The cost of the apples is 1.29*x.
So the total cost is 1.29*x + 3.95 = 10.40.
Therefore, 1.29*x = 10.40 - 3.95 = 6.45.
Thus, x = 6.45 / 1.29 = <<6.45/1.29=5>>5 pounds of apples. Answer: \boxed{5}.
To solve this problem, we need to set up an equation to find how many pounds of apples Ryan bought.
Let's assume that Ryan bought x pounds of apples.
According to the problem, the cost of the loaf of bread is $3.95 and the cost of apples is $1.29 per pound.

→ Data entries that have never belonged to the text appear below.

use crate::dx11::{OnyxDeviceContextDx11, OnyxSamplerDx11};
use crate::{
    OnyxBufferViewKind, OnyxDescriptorClass, OnyxDescriptorDef, OnyxError, OnyxFormat,
    OnyxResourceType, OnyxResult, OnyxTextureDimensions, OnyxTextureViewKind,
};
use std::sync::Arc;

use super::internal::binding_state::{SubresourceIdentity, SubresourceKey};
use super::internal::native::{
    Dx11SrvDesc, Dx11TextureDimension, Dx11UavDesc, NativeBuffer, NativeSampler, NativeSrv,
    NativeUav,
};

/// A resolved descriptor: the native view plus the four values the binding engine consumes,
/// which are the element offset/count, the integer-format flag, and the subresource identity
/// hazard tracking keys on. The underlying buffer/texture must outlive every descriptor created
/// over it.
#[derive(Debug)]
pub struct OnyxDescriptorDx11Inner {
    device_context: OnyxDeviceContextDx11,
    class: OnyxDescriptorClass,

    srv: Option<NativeSrv>,
    uav: Option<NativeUav>,
    constant_buffer: Option<NativeBuffer>,
    // Samplers are held rather than copied by handle so the native object outlives the descriptor
    sampler: Option<OnyxSamplerDx11>,

    /// First element for buffer views, first 16-byte constant for constant buffer views
    element_offset: u64,
    element_count: u64,
    integer_format: bool,
    identity: Option<SubresourceIdentity>,
}

impl Drop for OnyxDescriptorDx11Inner {
    fn drop(&mut self) {
        let device_ops = self.device_context.device_ops();
        if let Some(srv) = self.srv {
            device_ops.destroy_object(srv.0);
        }
        if let Some(uav) = self.uav {
            device_ops.destroy_object(uav.0);
        }
    }
}

#[derive(Clone, Debug)]
pub struct OnyxDescriptorDx11 {
    inner: Arc<OnyxDescriptorDx11Inner>,
}

impl OnyxDescriptorDx11 {
    pub fn new(
        device_context: &OnyxDeviceContextDx11,
        descriptor_def: &OnyxDescriptorDef,
    ) -> OnyxResult<Self> {
        match descriptor_def {
            OnyxDescriptorDef::BufferView(def) => {
                let buffer = def.buffer.dx11_buffer().ok_or_else(|| {
                    OnyxError::InvalidArgument(
                        "buffer view over a non-dx11 buffer".to_string(),
                    )
                })?;
                let buffer_def = buffer.buffer_def();

                let structured = buffer_def.elements.element_stride > 0
                    && def.format == OnyxFormat::UNDEFINED;
                if !structured && def.format == OnyxFormat::UNDEFINED {
                    return Err(OnyxError::InvalidArgument(
                        "typed buffer view requires a format".to_string(),
                    ));
                }

                let identity = SubresourceIdentity {
                    resource: buffer.dx11_resource(),
                    key: SubresourceKey::WHOLE,
                };

                let device_ops = device_context.device_ops();
                let (class, srv, uav) = match def.kind {
                    OnyxBufferViewKind::ShaderResource => {
                        if !buffer_def.resource_type.intersects(OnyxResourceType::BUFFER) {
                            return Err(OnyxError::InvalidArgument(
                                "buffer was not created with BUFFER resource type".to_string(),
                            ));
                        }
                        let srv = device_ops.create_shader_resource_view(
                            buffer.dx11_resource(),
                            &Dx11SrvDesc::Buffer {
                                format: def.format.into(),
                                first_element: def.element_offset,
                                num_elements: def.element_count,
                                structure_byte_stride: if structured {
                                    buffer_def.elements.element_stride as u32
                                } else {
                                    0
                                },
                            },
                        )?;
                        (OnyxDescriptorClass::ShaderResource, Some(srv), None)
                    }
                    OnyxBufferViewKind::Storage => {
                        if !buffer_def
                            .resource_type
                            .intersects(OnyxResourceType::BUFFER_READ_WRITE)
                        {
                            return Err(OnyxError::InvalidArgument(
                                "buffer was not created with BUFFER_READ_WRITE resource type"
                                    .to_string(),
                            ));
                        }
                        let uav = device_ops.create_unordered_access_view(
                            buffer.dx11_resource(),
                            &Dx11UavDesc::Buffer {
                                format: def.format.into(),
                                first_element: def.element_offset,
                                num_elements: def.element_count,
                                structure_byte_stride: if structured {
                                    buffer_def.elements.element_stride as u32
                                } else {
                                    0
                                },
                            },
                        )?;
                        (OnyxDescriptorClass::Storage, None, Some(uav))
                    }
                };

                Ok(Self::from_inner(OnyxDescriptorDx11Inner {
                    device_context: device_context.clone(),
                    class,
                    srv,
                    uav,
                    constant_buffer: None,
                    sampler: None,
                    element_offset: def.element_offset,
                    element_count: def.element_count,
                    integer_format: def.format.is_integer(),
                    identity: Some(identity),
                }))
            }

            OnyxDescriptorDef::TextureView(def) => {
                let texture = def.texture.dx11_texture().ok_or_else(|| {
                    OnyxError::InvalidArgument(
                        "texture view over a non-dx11 texture".to_string(),
                    )
                })?;
                let texture_def = texture.texture_def();

                if def.mip_first as u32 + def.mip_count as u32 > texture_def.mip_count
                    || def.layer_first as u32 + def.layer_count as u32 > texture_def.array_length
                {
                    return Err(OnyxError::InvalidArgument(format!(
                        "view window (mips {}..+{}, layers {}..+{}) exceeds the texture",
                        def.mip_first, def.mip_count, def.layer_first, def.layer_count
                    )));
                }

                let identity = SubresourceIdentity {
                    resource: texture.dx11_resource(),
                    key: SubresourceKey::pack(
                        def.mip_first,
                        def.mip_count,
                        def.layer_first,
                        def.layer_count,
                    )?,
                };

                let dimension = match texture_def
                    .dimensions
                    .determine_dimensions(texture_def.extents)
                {
                    OnyxTextureDimensions::Dim1D => Dx11TextureDimension::Dim1D,
                    OnyxTextureDimensions::Dim3D => Dx11TextureDimension::Dim3D,
                    _ => Dx11TextureDimension::Dim2D,
                };

                let device_ops = device_context.device_ops();
                let (class, srv, uav) = match def.kind {
                    OnyxTextureViewKind::ShaderResource => {
                        if !texture_def.resource_type.intersects(OnyxResourceType::TEXTURE) {
                            return Err(OnyxError::InvalidArgument(
                                "texture was not created with TEXTURE resource type".to_string(),
                            ));
                        }
                        let srv = device_ops.create_shader_resource_view(
                            texture.dx11_resource(),
                            &Dx11SrvDesc::Texture {
                                format: texture_def.format.into(),
                                dimension,
                                mip_first: def.mip_first as u32,
                                mip_count: def.mip_count as u32,
                                layer_first: def.layer_first as u32,
                                layer_count: def.layer_count as u32,
                            },
                        )?;
                        (OnyxDescriptorClass::ShaderResource, Some(srv), None)
                    }
                    OnyxTextureViewKind::Storage => {
                        if !texture_def
                            .resource_type
                            .intersects(OnyxResourceType::TEXTURE_READ_WRITE)
                        {
                            return Err(OnyxError::InvalidArgument(
                                "texture was not created with TEXTURE_READ_WRITE resource type"
                                    .to_string(),
                            ));
                        }
                        // A writable view covers exactly one mip
                        if def.mip_count != 1 {
                            return Err(OnyxError::InvalidArgument(
                                "storage texture views must cover exactly one mip".to_string(),
                            ));
                        }
                        let uav = device_ops.create_unordered_access_view(
                            texture.dx11_resource(),
                            &Dx11UavDesc::Texture {
                                format: texture_def.format.into(),
                                dimension,
                                mip_slice: def.mip_first as u32,
                                layer_first: def.layer_first as u32,
                                layer_count: def.layer_count as u32,
                            },
                        )?;
                        (OnyxDescriptorClass::Storage, None, Some(uav))
                    }
                };

                Ok(Self::from_inner(OnyxDescriptorDx11Inner {
                    device_context: device_context.clone(),
                    class,
                    srv,
                    uav,
                    constant_buffer: None,
                    sampler: None,
                    element_offset: 0,
                    element_count: 0,
                    integer_format: texture_def.format.is_integer(),
                    identity: Some(identity),
                }))
            }

            OnyxDescriptorDef::ConstantBufferView(def) => {
                let buffer = def.buffer.dx11_buffer().ok_or_else(|| {
                    OnyxError::InvalidArgument(
                        "constant buffer view over a non-dx11 buffer".to_string(),
                    )
                })?;
                if !buffer
                    .buffer_def()
                    .resource_type
                    .intersects(OnyxResourceType::CONSTANT_BUFFER)
                {
                    return Err(OnyxError::InvalidArgument(
                        "buffer was not created with CONSTANT_BUFFER resource type".to_string(),
                    ));
                }
                // Bounded-range binds work in 16-constant (256 byte) granularity
                if def.byte_offset % 256 != 0 {
                    return Err(OnyxError::InvalidArgument(format!(
                        "constant buffer view offset {} is not 256-byte aligned",
                        def.byte_offset
                    )));
                }

                Ok(Self::from_inner(OnyxDescriptorDx11Inner {
                    device_context: device_context.clone(),
                    class: OnyxDescriptorClass::ConstantBuffer,
                    srv: None,
                    uav: None,
                    constant_buffer: Some(buffer.dx11_buffer()),
                    sampler: None,
                    element_offset: def.byte_offset / 16,
                    element_count: (def.byte_size + 15) / 16,
                    integer_format: false,
                    identity: Some(SubresourceIdentity {
                        resource: buffer.dx11_resource(),
                        key: SubresourceKey::WHOLE,
                    }),
                }))
            }

            OnyxDescriptorDef::Sampler(sampler) => {
                let sampler = sampler.dx11_sampler().ok_or_else(|| {
                    OnyxError::InvalidArgument("sampler is not a dx11 sampler".to_string())
                })?;

                Ok(Self::from_inner(OnyxDescriptorDx11Inner {
                    device_context: device_context.clone(),
                    class: OnyxDescriptorClass::Sampler,
                    srv: None,
                    uav: None,
                    constant_buffer: None,
                    sampler: Some(sampler.clone()),
                    element_offset: 0,
                    element_count: 0,
                    integer_format: false,
                    identity: None,
                }))
            }
        }
    }

    fn from_inner(inner: OnyxDescriptorDx11Inner) -> Self {
        OnyxDescriptorDx11 {
            inner: Arc::new(inner),
        }
    }

    pub fn class(&self) -> OnyxDescriptorClass {
        self.inner.class
    }

    pub fn element_offset(&self) -> u64 {
        self.inner.element_offset
    }

    pub fn element_count(&self) -> u64 {
        self.inner.element_count
    }

    pub fn is_integer_format(&self) -> bool {
        self.inner.integer_format
    }

    pub fn dx11_srv(&self) -> Option<NativeSrv> {
        self.inner.srv
    }

    pub fn dx11_uav(&self) -> Option<NativeUav> {
        self.inner.uav
    }

    pub fn dx11_constant_buffer(&self) -> Option<NativeBuffer> {
        self.inner.constant_buffer
    }

    pub fn dx11_sampler(&self) -> Option<NativeSampler> {
        self.inner.sampler.as_ref().map(|s| s.dx11_sampler())
    }

    pub(crate) fn identity(&self) -> Option<SubresourceIdentity> {
        self.inner.identity
    }
}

Therefore, the cost of the apples that Ryan bought can be calculated using the equation:
Cost of apples = Price per pound × Number of pounds of apples
In this case, the cost of the apples is $10.40 - $3.95 (cost of the loaf of bread) = $6.45.
Equating this with the equation above, we get:
$6.45 = $1.29 × x
To solve for x, we can divide both sides of the equation by $1.29:
x = $6.45 / $1.29
Now, let's solve this equation:
x ≈ 5
Therefore, Ryan bought approximately 5 pounds of apples at the grocery store.
Let's assume Ryan bought x pounds of apples.
The cost of the loaf of bread is $3.95.
The cost of the apples is $1.29 per pound, so the total cost of the apples is 1.29 * x = $1.29x.
The total cost of the loaf of bread and apples is $10.40.
Therefore, the equation is $3.95 + $1.29x = $10.40.
Now we can solve for x.
Subtract $3.95 from both sides of the equation to isolate $1.29x:
$1.29x = $10.40 - $3.95 = $6.45.
Divide both sides by $1.29 to solve for x:
x = $6.45 / $1.29.
Using a calculator, we find:
x ≈ 5.
Therefore, Ryan bought approximately 5 pounds of apples.